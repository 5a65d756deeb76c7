//! Thread-safe store of per-participant reputation.

use crate::error::ReputationError;
use crate::score::Reputation;
use serde::{Deserialize, Serialize};
use std::collections::HashMap;
use std::sync::{PoisonError, RwLock};
use verity_types::{ParticipantId, ProtocolParams};

/// Everything the store knows about one participant.
#[derive(Clone, Copy, Debug, PartialEq, Serialize, Deserialize)]
pub struct ReputationRecord {
    pub score: Reputation,
    pub correct_votes: u64,
    pub incorrect_votes: u64,
}

impl ReputationRecord {
    fn fresh(score: Reputation) -> Self {
        Self {
            score,
            correct_votes: 0,
            incorrect_votes: 0,
        }
    }

    pub fn total_votes(&self) -> u64 {
        self.correct_votes + self.incorrect_votes
    }
}

/// A score transition computed for one participant at claim resolution.
#[derive(Clone, Debug, PartialEq, Serialize, Deserialize)]
pub struct ReputationChange {
    pub participant: ParticipantId,
    pub before: Reputation,
    pub after: Reputation,
    pub correct: bool,
}

/// Holds the current reputation of every participant seen so far.
pub struct ReputationStore {
    records: RwLock<HashMap<ParticipantId, ReputationRecord>>,
    initial: Reputation,
    gain_factor: f64,
    loss_factor: f64,
    expert_threshold: f64,
}

impl ReputationStore {
    /// Create an empty store using the default protocol factors.
    pub fn new() -> Self {
        Self::with_params(&ProtocolParams::default())
    }

    pub fn with_params(params: &ProtocolParams) -> Self {
        Self {
            records: RwLock::new(HashMap::new()),
            initial: Reputation::new(params.reputation_initial),
            gain_factor: params.reputation_gain_factor,
            loss_factor: params.reputation_loss_factor,
            expert_threshold: params.expert_reputation,
        }
    }

    /// Current score, or the initial score for an unseen participant.
    pub fn get(&self, participant: &ParticipantId) -> Reputation {
        self.read()
            .get(participant)
            .map(|r| r.score)
            .unwrap_or(self.initial)
    }

    /// Current score, failing if the participant was never recorded.
    pub fn get_existing(&self, participant: &ParticipantId) -> Result<Reputation, ReputationError> {
        self.read()
            .get(participant)
            .map(|r| r.score)
            .ok_or_else(|| ReputationError::UnknownParticipant(participant.to_string()))
    }

    pub fn record(&self, participant: &ParticipantId) -> Option<ReputationRecord> {
        self.read().get(participant).copied()
    }

    /// Seed or overwrite a participant's score, keeping their vote counts.
    pub fn insert(&self, participant: ParticipantId, score: Reputation) {
        let mut records = self.write();
        records
            .entry(participant)
            .and_modify(|r| r.score = score)
            .or_insert_with(|| ReputationRecord::fresh(score));
    }

    /// Make sure a participant has a record, starting at the initial score.
    pub fn ensure(&self, participant: &ParticipantId) {
        let mut records = self.write();
        if !records.contains_key(participant) {
            records.insert(participant.clone(), ReputationRecord::fresh(self.initial));
        }
    }

    /// The score a participant would move to after a vote, without storing it.
    pub fn next_score(&self, current: Reputation, was_correct: bool) -> Reputation {
        if was_correct {
            current.after_correct(self.gain_factor)
        } else {
            current.after_incorrect(self.loss_factor)
        }
    }

    /// Apply one vote outcome and persist the new score.
    pub fn apply_outcome(&self, participant: &ParticipantId, was_correct: bool) -> Reputation {
        let mut records = self.write();
        let record = records
            .entry(participant.clone())
            .or_insert_with(|| ReputationRecord::fresh(self.initial));
        let before = record.score;
        record.score = self.next_score(before, was_correct);
        if was_correct {
            record.correct_votes += 1;
        } else {
            record.incorrect_votes += 1;
        }
        tracing::debug!(%participant, %before, after = %record.score, was_correct, "reputation updated");
        record.score
    }

    /// Read the scores of many participants under a single lock.
    pub fn snapshot<'a>(
        &self,
        participants: impl IntoIterator<Item = &'a ParticipantId>,
    ) -> HashMap<ParticipantId, Reputation> {
        let records = self.read();
        participants
            .into_iter()
            .map(|p| {
                let score = records.get(p).map(|r| r.score).unwrap_or(self.initial);
                (p.clone(), score)
            })
            .collect()
    }

    /// Persist precomputed changes as one unit: no reader observes a subset.
    pub fn commit(&self, changes: &[ReputationChange]) {
        let mut records = self.write();
        for change in changes {
            let record = records
                .entry(change.participant.clone())
                .or_insert_with(|| ReputationRecord::fresh(self.initial));
            record.score = change.after;
            if change.correct {
                record.correct_votes += 1;
            } else {
                record.incorrect_votes += 1;
            }
        }
    }

    pub fn is_expert(&self, participant: &ParticipantId) -> bool {
        self.get(participant).value() >= self.expert_threshold
    }

    /// Number of participants with a record.
    pub fn len(&self) -> usize {
        self.read().len()
    }

    pub fn is_empty(&self) -> bool {
        self.read().is_empty()
    }

    fn read(&self) -> std::sync::RwLockReadGuard<'_, HashMap<ParticipantId, ReputationRecord>> {
        self.records.read().unwrap_or_else(PoisonError::into_inner)
    }

    fn write(&self) -> std::sync::RwLockWriteGuard<'_, HashMap<ParticipantId, ReputationRecord>> {
        self.records.write().unwrap_or_else(PoisonError::into_inner)
    }
}

impl Default for ReputationStore {
    fn default() -> Self {
        Self::new()
    }
}

#[cfg(test)]
mod tests {
    use super::*;

    fn alice() -> ParticipantId {
        ParticipantId::new("alice")
    }

    #[test]
    fn unseen_participant_defaults_to_fifty() {
        let store = ReputationStore::new();
        assert_eq!(store.get(&alice()).value(), 50.0);
        assert!(store.is_empty());
    }

    #[test]
    fn strict_lookup_rejects_unseen_participant() {
        let store = ReputationStore::new();
        assert_eq!(
            store.get_existing(&alice()),
            Err(ReputationError::UnknownParticipant("alice".into()))
        );
        store.ensure(&alice());
        assert_eq!(store.get_existing(&alice()).unwrap().value(), 50.0);
    }

    #[test]
    fn apply_outcome_persists_and_counts_votes() {
        let store = ReputationStore::new();
        assert_eq!(store.apply_outcome(&alice(), true).value(), 52.5);
        assert_eq!(store.get(&alice()).value(), 52.5);
        store.apply_outcome(&alice(), false);

        let record = store.record(&alice()).unwrap();
        assert_eq!(record.correct_votes, 1);
        assert_eq!(record.incorrect_votes, 1);
        assert_eq!(record.total_votes(), 2);
        assert_eq!(record.score.value(), 52.5 * 0.9);
    }

    #[test]
    fn insert_keeps_vote_counts() {
        let store = ReputationStore::new();
        store.apply_outcome(&alice(), true);
        store.insert(alice(), Reputation::new(80.0));
        let record = store.record(&alice()).unwrap();
        assert_eq!(record.score.value(), 80.0);
        assert_eq!(record.correct_votes, 1);
    }

    #[test]
    fn snapshot_fills_in_initial_scores() {
        let store = ReputationStore::new();
        store.insert(alice(), Reputation::new(80.0));
        let bob = ParticipantId::new("bob");
        let snap = store.snapshot([&alice(), &bob]);
        assert_eq!(snap[&alice()].value(), 80.0);
        assert_eq!(snap[&bob].value(), 50.0);
        assert_eq!(store.len(), 1);
    }

    #[test]
    fn commit_applies_every_change() {
        let store = ReputationStore::new();
        let bob = ParticipantId::new("bob");
        store.commit(&[
            ReputationChange {
                participant: alice(),
                before: Reputation::new(50.0),
                after: Reputation::new(45.0),
                correct: false,
            },
            ReputationChange {
                participant: bob.clone(),
                before: Reputation::new(50.0),
                after: Reputation::new(52.5),
                correct: true,
            },
        ]);
        assert_eq!(store.get(&alice()).value(), 45.0);
        assert_eq!(store.get(&bob).value(), 52.5);
        assert_eq!(store.record(&bob).unwrap().correct_votes, 1);
    }

    #[test]
    fn custom_params_change_the_rules() {
        let params = ProtocolParams {
            reputation_initial: 20.0,
            reputation_gain_factor: 0.5,
            ..Default::default()
        };
        let store = ReputationStore::with_params(&params);
        assert_eq!(store.get(&alice()).value(), 20.0);
        assert_eq!(store.apply_outcome(&alice(), true).value(), 60.0);
    }

    #[test]
    fn expert_status_follows_threshold() {
        let store = ReputationStore::new();
        store.insert(alice(), Reputation::new(91.0));
        assert!(store.is_expert(&alice()));
        assert!(!store.is_expert(&ParticipantId::new("bob")));
    }

    #[test]
    fn expert_threshold_comes_from_params() {
        let params = ProtocolParams {
            expert_reputation: 70.0,
            ..Default::default()
        };
        let store = ReputationStore::with_params(&params);
        store.insert(alice(), Reputation::new(75.0));
        assert!(store.is_expert(&alice()));
        assert!(!ReputationStore::new().is_expert(&alice()));
    }
}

· · · · · · ·

Task details - What lines of the listing above hold "Serialize"? Copy all of them.

Exercise output -
use serde::{Deserialize, Serialize};
#[derive(Clone, Copy, Debug, PartialEq, Serialize, Deserialize)]
#[derive(Clone, Debug, PartialEq, Serialize, Deserialize)]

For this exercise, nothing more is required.